Celsius: Restructuring or Bankruptcy?
On June 12, 2022, cryptocurrency lender Celsius Network froze customer withdrawals, claiming it was due to "extreme market conditions." One month later, the company filed for Chapter 11 bankruptcy in the Southern District Bankruptcy Court in New York, United States of America.
Is Celsius trustworthy? Will the company recover from this unfortunate circumstance? Or Celsius is simply substituting concepts by calling bankruptcy a restructuring?
In this article, we will give you the main details of the bankruptcy of Celsius and answer some pertinent questions. We will tell you what led to its fall, why it chose Chapter 11 as the way forward, and what the future of this company will most likely be.
What Did Celsius Do Wrong?
The major problem with Celsius is in the strategy it has been using to attract many customers to itself—its high-interest rate. Offering an annual percentage yield (APY) of almost 20% is an unsustainable marketing strategy, according to many expert analysts. Meanwhile, there are claims that Celsius was operating like a Ponzi scheme, robbing Peter to pay Paul.
Furthermore, Celsius invested in other platforms that, like it, provide very high returns.
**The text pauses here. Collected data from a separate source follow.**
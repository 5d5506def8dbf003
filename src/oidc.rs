//! OIDC discovery and the client-credentials token exchange.
//!
//! Only two identity-provider interactions exist: `GET {iss}/.well-known/openid-configuration`
//! to learn the token endpoint, and a form-encoded `POST` of the client-credentials grant to it.
//! Both go through [`HttpClient`] so transports stay swappable.

// self
use crate::{
	_prelude::*,
	auth::{Scope, Secret},
	descriptor::{Verb, join_path},
	error::{DiscoveryError, TokenError},
	http::{HttpClient, HttpRequest, HttpResponse},
};

/// Path of the discovery document relative to the issuer.
pub const DISCOVERY_PATH: &str = ".well-known/openid-configuration";

/// Subset of the discovery document the assessment relies on.
#[derive(Clone, Debug, Default, PartialEq, Eq, Deserialize)]
pub struct DiscoveryDocument {
	/// Advertised issuer, informational.
	#[serde(default)]
	pub issuer: Option<String>,
	/// Token endpoint used for the client-credentials grant.
	#[serde(default)]
	pub token_endpoint: Option<String>,
}

/// Token endpoint response, success or OAuth error.
#[derive(Clone, Debug, Default, PartialEq, Eq, Deserialize)]
pub struct TokenEndpointResponse {
	/// Issued token.
	#[serde(default)]
	pub access_token: Option<String>,
	/// OAuth error code.
	#[serde(default)]
	pub error: Option<String>,
	/// OAuth error description.
	#[serde(default)]
	pub error_description: Option<String>,
}

/// Client-credentials grant parameters for one scope.
#[derive(Clone, Debug)]
pub struct ClientCredentialsRequest<'a> {
	/// Client identifier.
	pub client_id: &'a str,
	/// Client secret.
	pub client_secret: &'a Secret,
	/// Requested audience.
	pub audience: &'a str,
	/// Requested scope; the default scope is sent as an empty `scope` parameter.
	pub scope: &'a Scope,
}
impl ClientCredentialsRequest<'_> {
	/// Form fields in wire order.
	pub fn form(&self) -> Vec<(&'static str, String)> {
		vec![
			("client_id", self.client_id.to_owned()),
			("client_secret", self.client_secret.expose().to_owned()),
			("grant_type", "client_credentials".to_owned()),
			("audience", self.audience.to_owned()),
			("scope", self.scope.as_str().to_owned()),
		]
	}
}

/// `{issuer}/.well-known/openid-configuration`, tolerating a trailing slash on the issuer.
pub fn discovery_url(issuer: &Url) -> Result<Url, DiscoveryError> {
	Url::parse(&join_path(issuer.as_str(), DISCOVERY_PATH)).map_err(|source| {
		DiscoveryError::InvalidIssuer { issuer: issuer.to_string(), source }
	})
}

/// Fetches the discovery document and extracts `token_endpoint`.
pub async fn discover_token_endpoint<C>(client: &C, issuer: &Url) -> Result<Url, DiscoveryError>
where
	C: ?Sized + HttpClient,
{
	let url = discovery_url(issuer)?;
	let response = client
		.send(HttpRequest::new(Verb::Get, url))
		.await
		.map_err(|source| DiscoveryError::Unreachable { issuer: issuer.to_string(), source })?;

	interpret_discovery_response(&response)
}

/// Classifies a discovery response.
pub fn interpret_discovery_response(response: &HttpResponse) -> Result<Url, DiscoveryError> {
	if !response.is_success() {
		return Err(DiscoveryError::Status { status: response.status });
	}

	let document: DiscoveryDocument =
		parse_json(&response.body).map_err(DiscoveryError::parse)?;
	let value = document.token_endpoint.ok_or(DiscoveryError::MissingTokenEndpoint)?;

	Url::parse(&value).map_err(|source| DiscoveryError::InvalidTokenEndpoint { value, source })
}

/// Performs the client-credentials grant and returns the issued token value.
pub async fn request_token<C>(
	client: &C,
	token_endpoint: &Url,
	request: &ClientCredentialsRequest<'_>,
) -> Result<Secret, TokenError>
where
	C: ?Sized + HttpClient,
{
	let response = client
		.send(HttpRequest::new(Verb::Post, token_endpoint.clone()).with_form(request.form()))
		.await
		.map_err(|source| TokenError::Unreachable { source })?;

	interpret_token_response(&response)
}

/// Classifies a token endpoint response.
///
/// An OAuth `error` field wins over everything else; a non-success status without one is a
/// status failure; a success without `access_token` is reported as such.
pub fn interpret_token_response(response: &HttpResponse) -> Result<Secret, TokenError> {
	let status = response.status;
	let body: TokenEndpointResponse = match parse_json(&response.body) {
		Ok(body) => body,
		Err(_) if !response.is_success() => return Err(TokenError::Status { status }),
		Err(e) => return Err(TokenError::parse(e, status)),
	};

	if let Some(error) = body.error {
		return Err(TokenError::Rejected { error, description: body.error_description, status });
	}
	if !response.is_success() {
		return Err(TokenError::Status { status });
	}

	body.access_token.map(Secret::new).ok_or(TokenError::MissingAccessToken)
}

fn parse_json<T>(body: &[u8]) -> Result<T, serde_path_to_error::Error<serde_json::Error>>
where
	T: for<'de> Deserialize<'de>,
{
	let mut deserializer = serde_json::Deserializer::from_slice(body);

	serde_path_to_error::deserialize(&mut deserializer)
}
In that way, the company wanted to ensure that its model of doing business could generate sufficient funds to continue operations and pay debts without difficulties. For example, according to a report by The Block on May 13, 2022, Celsius had invested over $500 million in Anchor Protocol, another crypto-lending platform that offers up to 19.5% in interest. Unfortunately, this service belongs to a stablecoin project called TerraUSD (UST), which collapsed recently. Nonetheless, Celsius was able to pull out half a billion US dollars from Anchor amidst the crash.
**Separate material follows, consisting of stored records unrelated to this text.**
//! Home of Suits CLI - browse, shop and manage the storefront from a terminal.
//!
//! # Usage
//!
//! ```bash
//! # Browse the catalog
//! hos-cli catalog list --category business --sort low
//!
//! # Sign in (the session is kept in STOREFRONT_DATA_DIR between runs)
//! hos-cli account login -e james@example.com -p secret
//!
//! # Buy a suit
//! hos-cli checkout --item 1:40R:Charcoal --first-name James --last-name Bond \
//!     --email james@example.com --phone "+254 712 345 678" \
//!     --street "1 Kenyatta Ave" --city Nairobi --postal-code 00100 --payment mobile-money
//!
//! # Ask the stylist
//! hos-cli advise 3 What shoes go with this?
//! ```
//!
//! Each invocation opens a fresh storefront from environment configuration.
//! The cart is not persisted, so `checkout` takes its items on the command
//! line.

#![cfg_attr(not(test), forbid(unsafe_code))]

use clap::{Parser, Subcommand};
use home_of_suits_core::ProductId;
use home_of_suits_storefront::catalog::{CategoryFilter, SortOrder};
use home_of_suits_storefront::config::StorefrontConfig;
use home_of_suits_storefront::{AppError, Storefront};
use sentry::integrations::tracing as sentry_tracing;
use tracing_subscriber::{layer::SubscriberExt, util::SubscriberInitExt};

mod commands;

use commands::checkout::CheckoutArgs;

#[derive(Parser)]
#[command(name = "hos-cli")]
#[command(author, version, about = "Home of Suits storefront")]
struct Cli {
    #[command(subcommand)]
    command: Commands,
}

#[derive(Subcommand)]
enum Commands {
    /// Browse products
    Catalog {
        #[command(subcommand)]
        action: CatalogAction,
    },
    /// Sign in, register and manage your profile
    Account {
        #[command(subcommand)]
        action: AccountAction,
    },
    /// Show the signed-in customer's order history
    Orders,
    /// Place an order
    Checkout(Box<CheckoutArgs>),
    /// Ask the AI stylist about a product
    Advise {
        /// Product id
        product: ProductId,

        /// Your question
        #[arg(required = true, num_args = 1.., trailing_var_arg = true)]
        question: Vec<String>,
    },
    /// Administrator tools
    Admin {
        #[command(subcommand)]
        action: AdminAction,
    },
}

#[derive(Subcommand)]
enum CatalogAction {
    /// List products
    List {
        /// Category to show (`all`, `business`, `wedding`, `casual`, `vintage`, `evening`)
        #[arg(short, long, default_value = "all")]
        category: CategoryFilter,

        /// Price order (`featured`, `low`, `high`)
        #[arg(short, long, default_value = "featured")]
        sort: SortOrder,
    },
    /// Show one product in full
    Show {
        /// Product id
        id: ProductId,
    },
}

#[derive(Subcommand)]
enum AccountAction {
    /// Sign in
    Login {
        #[arg(short, long)]
        email: String,

        #[arg(short, long)]
        password: String,
    },
    /// Create an account and sign in
    Register {
        #[arg(short, long)]
        name: String,

        #[arg(short, long)]
        email: String,

        #[arg(short, long)]
        password: String,
    },
    /// Sign out
    Logout,
    /// Show the signed-in profile and address book
    Show,
    /// Edit the signed-in profile
    Update {
        #[arg(long)]
        name: Option<String>,

        #[arg(long)]
        email: Option<String>,

        #[arg(long)]
        phone: Option<String>,
    },
    /// Manage saved addresses
    Address {
        #[command(subcommand)]
        action: AddressAction,
    },
}

#[derive(Subcommand)]
enum AddressAction {
    /// Save a new address
    Add {
        /// Short name such as "Home" or "Office"
        #[arg(long)]
        label: String,

        #[arg(long)]
        first_name: String,

        #[arg(long)]
        last_name: String,

        #[arg(long)]
        street: String,

        #[arg(long)]
        city: String,

        #[arg(long)]
        postal_code: String,

        #[arg(long)]
        phone: String,
    },
    /// Delete a saved address
    Remove {
        /// Address id as shown by `account show`
        id: String,
    },
}

#[derive(Subcommand)]
enum AdminAction {
    /// Sign in as an administrator
    Login {
        #[arg(short, long)]
        email: String,

        #[arg(short, long)]
        password: String,
    },
    /// Show sales figures and inventory
    Dashboard,
}

/// Initialize Sentry error tracking and return guard that must be kept alive.
fn init_sentry(config: &StorefrontConfig) -> Option<sentry::ClientInitGuard> {
    let dsn = config.sentry_dsn.as_ref()?;

    let guard = sentry::init((
        dsn.as_str(),
        sentry::ClientOptions {
            release: sentry::release_name!(),
            attach_stacktrace: true,
            ..Default::default()
        },
    ));

    tracing::info!("Sentry initialized");
    Some(guard)
}

/// Filter tracing events to Sentry event types.
fn sentry_event_filter(metadata: &tracing::Metadata<'_>) -> sentry_tracing::EventFilter {
    match *metadata.level() {
        tracing::Level::ERROR | tracing::Level::WARN => sentry_tracing::EventFilter::Event,
        tracing::Level::INFO | tracing::Level::DEBUG => sentry_tracing::EventFilter::Breadcrumb,
        _ => sentry_tracing::EventFilter::Ignore,
    }
}

fn init_tracing() {
    let env_filter = tracing_subscriber::EnvFilter::try_from_default_env().unwrap_or_else(|_| {
        "home_of_suits_storefront=info,home_of_suits_cli=info".into()
    });

    tracing_subscriber::registry()
        .with(env_filter)
        .with(tracing_subscriber::fmt::layer().with_writer(std::io::stderr))
        .with(sentry_tracing::layer().event_filter(sentry_event_filter))
        .init();
}

#[tokio::main]
async fn main() {
    let cli = Cli::parse();

    let config = match StorefrontConfig::from_env() {
        Ok(config) => config,
        Err(e) => {
            init_tracing();
            AppError::from(e).report();
            std::process::exit(2);
        }
    };

    // Sentry must be initialized before the tracing subscriber
    let _sentry_guard = init_sentry(&config);
    init_tracing();

    if let Err(e) = run(cli, config).await {
        e.report();
        if !e.is_internal() {
            tracing::error!("{e}");
        }
        std::process::exit(1);
    }
}

async fn run(cli: Cli, config: StorefrontConfig) -> Result<(), AppError> {
    let mut store = Storefront::open(config);

    match cli.command {
        Commands::Catalog { action } => match action {
            CatalogAction::List { category, sort } => commands::catalog::list(&store, category, sort),
            CatalogAction::Show { id } => commands::catalog::show(&store, id)?,
        },
        Commands::Account { action } => match action {
            AccountAction::Login { email, password } => {
                commands::account::login(&mut store, &email, &password).await?;
            }
            AccountAction::Register {
                name,
                email,
                password,
            } => commands::account::register(&mut store, &name, &email, &password).await?,
            AccountAction::Logout => commands::account::logout(&mut store)?,
            AccountAction::Show => commands::account::show(&store),
            AccountAction::Update { name, email, phone } => {
                commands::account::update(&mut store, name, email, phone)?;
            }
            AccountAction::Address { action } => match action {
                AddressAction::Add {
                    label,
                    first_name,
                    last_name,
                    street,
                    city,
                    postal_code,
                    phone,
                } => commands::account::add_address(
                    &mut store,
                    home_of_suits_storefront::models::NewAddress {
                        label,
                        first_name,
                        last_name,
                        street,
                        city,
                        postal_code,
                        phone,
                    },
                )?,
                AddressAction::Remove { id } => commands::account::remove_address(&mut store, &id)?,
            },
        },
        Commands::Orders => commands::account::orders(&store),
        Commands::Checkout(args) => commands::checkout::run(&mut store, *args).await?,
        Commands::Advise { product, question } => {
            commands::advise::run(&store, product, &question.join(" ")).await?;
        }
        Commands::Admin { action } => match action {
            AdminAction::Login { email, password } => {
                commands::admin::login(&mut store, &email, &password).await?;
            }
            AdminAction::Dashboard => commands::admin::dashboard(&store)?,
        },
    }
    Ok(())
}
According to Nik Bhatia, an adjunct professor of Business Economics and Finance at the University of Southern California who is also the founder of The Bitcoin Layer, companies like Celsius and Anchor always have to source for high rewards, and that makes them move their assets to instruments that are risky and impossible to safeguard. He also added, "When the assets go down in price... the liability remains... poor risk models."
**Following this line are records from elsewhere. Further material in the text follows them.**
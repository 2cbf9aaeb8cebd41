//! Ask the AI stylist.

use home_of_suits_core::ProductId;
use home_of_suits_storefront::{Result, Storefront};

/// Print the stylist's answer to `question` about a product.
///
/// # Errors
///
/// Returns `AppError::NotFound` for an unknown product.
pub async fn run(store: &Storefront, product_id: ProductId, question: &str) -> Result<()> {
    let product = store.product(product_id)?;
    println!("Asking about {}...", product.name);

    let answer = store.advise(product_id, question).await?;
    if answer.is_empty() {
        println!("Please ask a question.");
    } else {
        println!();
        println!("{answer}");
    }
    Ok(())
}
Therefore, a high-interest rate does not always mean a safe investment opportunity.
Breakdown of Celsius’ Bad Debt
Is Celsius insolvent? Yes! Based on the set of documents that the company’s law firm, Kirkland and Ellis, filed with the United States Bankruptcy Court for the Southern District of New York, Celsius is now deeply bankrupt. The company claimed that the collapse in cryptocurrency prices, which reduced their assets by $12.3 billion, was mostly to blame for the fall. It described the present market conditions as “extreme.”
The company's holdings of digital assets dropped from $14.6 billion at the end of March to just $1.7 billion as of July 14, 2022. The filings also reveal that Celsius owes its customers $4.7 billion, or nearly three times as much as the company has in digital assets.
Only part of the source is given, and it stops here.